If you read old reviews of Bladerunner, you’ll find all sorts of invective regarding the decision to add narration by Harrison Ford. The narration was added later, only when the powers that be decided that moviegoers would be too confused without it. Well, sometimes The Man gets it right. Ford’s narration is brilliant and quite frankly, as The Man predicted, holds the movie together and MAKES it so compelling. Through the narration it becomes clear that Ford is utterly conflicted about killing these replicators, but dude, it is his job. Consider these lines:
“They don’t advertise for killers in the newspaper. That was my profession. Ex-Bladerunner. Ex-cop. Ex-killer.”
“Sushi, that’s what my ex-wife called me. Cold fish.”

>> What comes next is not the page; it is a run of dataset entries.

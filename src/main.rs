use anyhow::Context;
use clap::{Parser, Subcommand};
use std::path::PathBuf;
use std::sync::Arc;

use spotifusion::auth::{FileStore, SessionManager};
use spotifusion::config::{get_session_file_path, SpotifyConfig};
use spotifusion::errors::AppError;
use spotifusion::recommendations::{
    ExpansionMode, RecommendationEngine, RecommendationRequest, Seed, SeedList, TargetVector,
    DEFAULT_LIMIT,
};
use spotifusion::spotify::{SpotifyClient, TimeRange};

#[derive(Parser)]
#[command(name = "spotifusion", version, about = "Spotify login and seed-based recommendations")]
struct Cli {
    /// Session file; defaults to the user config directory
    #[arg(long, env = "SPOTIFUSION_SESSION")]
    session: Option<PathBuf>,

    #[command(subcommand)]
    command: Command,
}

#[derive(Subcommand)]
enum Command {
    /// Print the authorization URL to open in a browser
    Login,
    /// Complete login with the redirect URL, its query string, or the bare code
    Callback { redirect: String },
    /// Show whether the stored access token is usable, refreshing it if needed
    Token,
    /// Recommend tracks from up to five seeds
    ///
    /// Seeds are `genre:<id>`, `artist:<id>`, `track:<id>`, a spotify: URI or
    /// an open.spotify.com link.
    Recommend {
        #[arg(required = true)]
        seeds: Vec<String>,
        #[arg(long, default_value_t = DEFAULT_LIMIT)]
        limit: usize,
        #[arg(long, default_value_t = 0.5)]
        danceability: f64,
        #[arg(long, default_value_t = 0.5)]
        energy: f64,
        #[arg(long, default_value_t = 0.5)]
        valence: f64,
        /// Expand all seeds at once
        #[arg(long)]
        concurrent: bool,
    },
    /// Suggest seeds for free text
    Suggest { query: String },
    /// Top artists and tracks
    Top {
        #[arg(long, default_value = "long_term")]
        range: TimeRange,
        #[arg(long, default_value_t = 10)]
        limit: u32,
    },
    /// Recently played tracks
    Recent {
        #[arg(long, default_value_t = 10)]
        limit: u32,
    },
    /// The current user's playlists
    Playlists {
        #[arg(long, default_value_t = 20)]
        limit: u32,
    },
    /// Display name, avatar and plan of the logged-in user
    Profile,
    /// Forget the stored session
    Logout,
}

fn parse_seed(arg: &str) -> Result<Seed, AppError> {
    if arg.starts_with("spotify:") || arg.contains("open.spotify.com") {
        return Ok(Seed::from_link(arg)?);
    }
    match arg.split_once(':') {
        Some(("genre", id)) if !id.is_empty() => Ok(Seed::genre(id)),
        Some(("artist", id)) if !id.is_empty() => Ok(Seed::artist(id, id)),
        Some(("track", id)) if !id.is_empty() => Ok(Seed::track(id, id)),
        _ => Err(AppError::Validation(format!(
            "unrecognised seed '{}': expected genre:<id>, artist:<id>, track:<id> or a Spotify link",
            arg
        ))),
    }
}

fn client(session: &SessionManager) -> Result<SpotifyClient, AppError> {
    Ok(SpotifyClient::new(session.clone())?)
}

async fn run(command: Command, session: SessionManager) -> Result<(), AppError> {
    match command {
        Command::Login => {
            let url = session.begin_login()?;
            println!("Open this URL to authorize:\n{}", url);
        }
        Command::Callback { redirect } => {
            if redirect.contains('=') {
                session.handle_callback(&redirect).await?;
            } else {
                session.complete_login(redirect.trim()).await?;
            }
            println!("Logged in.");
        }
        Command::Token => {
            println!("State: {:?}", session.state()?);
            if session.is_authenticated() {
                session.get_valid_access_token().await?;
                println!("Access token is valid (state: {:?})", session.state()?);
            }
        }
        Command::Recommend {
            seeds,
            limit,
            danceability,
            energy,
            valence,
            concurrent,
        } => {
            let mut list = SeedList::new();
            for arg in &seeds {
                list.push(parse_seed(arg)?)?;
            }

            let request = RecommendationRequest::from(list)
                .with_target(TargetVector::new(danceability, energy, valence))
                .with_limit(limit);
            let mode = if concurrent {
                ExpansionMode::Concurrent
            } else {
                ExpansionMode::Sequential
            };
            let engine = RecommendationEngine::new(Arc::new(client(&session)?)).with_mode(mode);

            let tracks = engine.recommend(&request).await?;
            for (i, track) in tracks.iter().enumerate() {
                println!("{:>2}. {} - {}", i + 1, track.name, track.artists.join(", "));
            }
        }
        Command::Suggest { query } => {
            let engine = RecommendationEngine::new(Arc::new(client(&session)?));
            for seed in engine.suggest_seeds(&query, &SeedList::new()).await {
                println!("{:?}\t{}\t{}", seed.kind, seed.id, seed.label);
            }
        }
        Command::Top { range, limit } => {
            let client = client(&session)?;
            println!("Top artists ({}):", range);
            for artist in client.top_artists(limit, 0, range).await? {
                println!("  {}", artist.name);
            }
            println!("Top tracks ({}):", range);
            for track in client.top_tracks(limit, 0, range).await? {
                println!("  {} - {}", track.name, track.artist_names());
            }
        }
        Command::Recent { limit } => {
            for entry in client(&session)?.recently_played(limit).await? {
                println!(
                    "{}  {} - {}",
                    entry.played_at.format("%Y-%m-%d %H:%M"),
                    entry.track.name,
                    entry.track.artist_names()
                );
            }
        }
        Command::Playlists { limit } => {
            for playlist in client(&session)?.playlists(limit, 0).await? {
                println!("{}  ({} tracks)", playlist.name, playlist.track_count());
            }
        }
        Command::Profile => {
            let profile = client(&session)?.display_profile().await?;
            println!("{}", serde_json::to_string_pretty(&profile)?);
        }
        Command::Logout => {
            session.logout()?;
            println!("Logged out.");
        }
    }
    Ok(())
}

#[tokio::main]
async fn main() -> anyhow::Result<()> {
    env_logger::Builder::from_env(env_logger::Env::default().default_filter_or("info")).init();

    let cli = Cli::parse();
    let config = SpotifyConfig::from_env()?;

    let path = cli.session.unwrap_or_else(get_session_file_path);
    let store = FileStore::open(&path)
        .with_context(|| format!("Failed to open session store at {}", path.display()))?;
    let session = SessionManager::with_http(config, Arc::new(store))?;

    run(cli.command, session).await?;
    Ok(())
}
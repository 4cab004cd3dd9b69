use serde::Serialize;
use thiserror::Error;

use crate::auth::AuthError;
use crate::recommendations::{RecommendationError, SeedError};
use crate::spotify::SpotifyError;

#[derive(Debug, Error, Serialize)]
#[serde(tag = "type", content = "message")]
pub enum AppError {
    #[error("Network error: {0}")]
    Network(String),

    #[error("Storage error: {0}")]
    Storage(String),

    #[error("Configuration error: {0}")]
    Config(String),

    #[error("Authentication error: {0}")]
    Auth(String),

    #[error("Invalid input: {0}")]
    Validation(String),

    #[error("Not found: {0}")]
    NotFound(String),

    #[error("Internal error: {0}")]
    Internal(String),
}

impl From<serde_json::Error> for AppError {
    fn from(e: serde_json::Error) -> Self {
        AppError::Internal(format!("Serialization error: {}", e))
    }
}

impl From<AuthError> for AppError {
    fn from(e: AuthError) -> Self {
        match e {
            AuthError::Storage(msg) => AppError::Storage(msg),
            AuthError::InvalidConfig(msg) => AppError::Config(msg),
            e if e.is_transient() => AppError::Network(e.to_string()),
            e => AppError::Auth(e.to_string()),
        }
    }
}

impl From<SpotifyError> for AppError {
    fn from(e: SpotifyError) -> Self {
        match e {
            SpotifyError::Auth(auth) => auth.into(),
            SpotifyError::Network(msg) => AppError::Network(msg),
            SpotifyError::InvalidUrl(msg) => AppError::Validation(msg),
            other => AppError::Internal(other.to_string()),
        }
    }
}

impl From<RecommendationError> for AppError {
    fn from(e: RecommendationError) -> Self {
        match e {
            RecommendationError::NoSeeds | RecommendationError::TooManySeeds(_) => {
                AppError::Validation(e.to_string())
            }
            RecommendationError::NoCandidates => AppError::NotFound(e.to_string()),
            RecommendationError::Auth(auth) => auth.into(),
            RecommendationError::Provider { .. } => AppError::Network(e.to_string()),
        }
    }
}

impl From<SeedError> for AppError {
    fn from(e: SeedError) -> Self {
        AppError::Validation(e.to_string())
    }
}
use serde::Serialize;
use thiserror::Error;

use crate::auth::{AuthError, StoreError};

/// Error types for Spotify Web API operations
#[derive(Debug, Clone, Error, Serialize, PartialEq, Eq)]
#[serde(tag = "type", content = "message")]
pub enum SpotifyError {
    /// No valid access token could be obtained.
    #[error(transparent)]
    Auth(#[from] AuthError),

    #[error("Network error: {0}")]
    Network(String),

    /// The API answered with a non-2xx status.
    #[error("Spotify returned HTTP {status} for {path}")]
    Status { status: u16, path: String },

    #[error("Parse error: {0}")]
    Parse(String),

    #[error("Invalid URL: {0}")]
    InvalidUrl(String),
}

impl SpotifyError {
    pub fn status(&self) -> u16 {
        match self {
            SpotifyError::Auth(e) => e.status(),
            SpotifyError::Network(_) => 503,
            SpotifyError::Status { status, .. } => *status,
            SpotifyError::Parse(_) => 502,
            SpotifyError::InvalidUrl(_) => 400,
        }
    }
}

impl From<reqwest::Error> for SpotifyError {
    fn from(e: reqwest::Error) -> Self {
        SpotifyError::Network(e.to_string())
    }
}

impl From<StoreError> for SpotifyError {
    fn from(e: StoreError) -> Self {
        SpotifyError::Auth(AuthError::from(e))
    }
}

impl From<serde_json::Error> for SpotifyError {
    fn from(e: serde_json::Error) -> Self {
        SpotifyError::Parse(e.to_string())
    }
}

“I quit because I’d had a belly full of killing. But then I’d rather be a killer than a victim.”
Then in this scene we see Ford forced to kill in cold blood yet again:
No, he’s no angel, he is burned out, on the verge of moral bankruptcy and a killer, but we know he’s still one of the good guys. What kind of actor can act out a cold-blooded killing and still leave us feeling that he’s one of the good guys? Harrison Ford, that’s who. No, he’s not Mr. Sweetness and Light. But he means well.
I’ll grant you that there is something lacking in originality in the premise for the script. It’s a Hollywood chestnut that human governments can’t tolerate anything nonhuman that has intelligence, spirit, character and poses a threat to our hegemony. Must kill all nonhuman forms of intelligence. Must kill anything alien or artificial (ala Battlestar Galactica). Yeah, yeah. But the execution (no pun intended) of this film makes up for any lack of originality in the premise.
I’m not going to tell you how it ends. You are a fool if you have not seen this movie yet so get your ass in gear and bathe in the glory of Bladerunner!
I think I’ll go watch it again myself.
Now what do you say, Dude? JP? was it worth the wait, Mr. “I haven’t received your review yet Mr. Finestra”? I hope you enjoyed it. I sure did.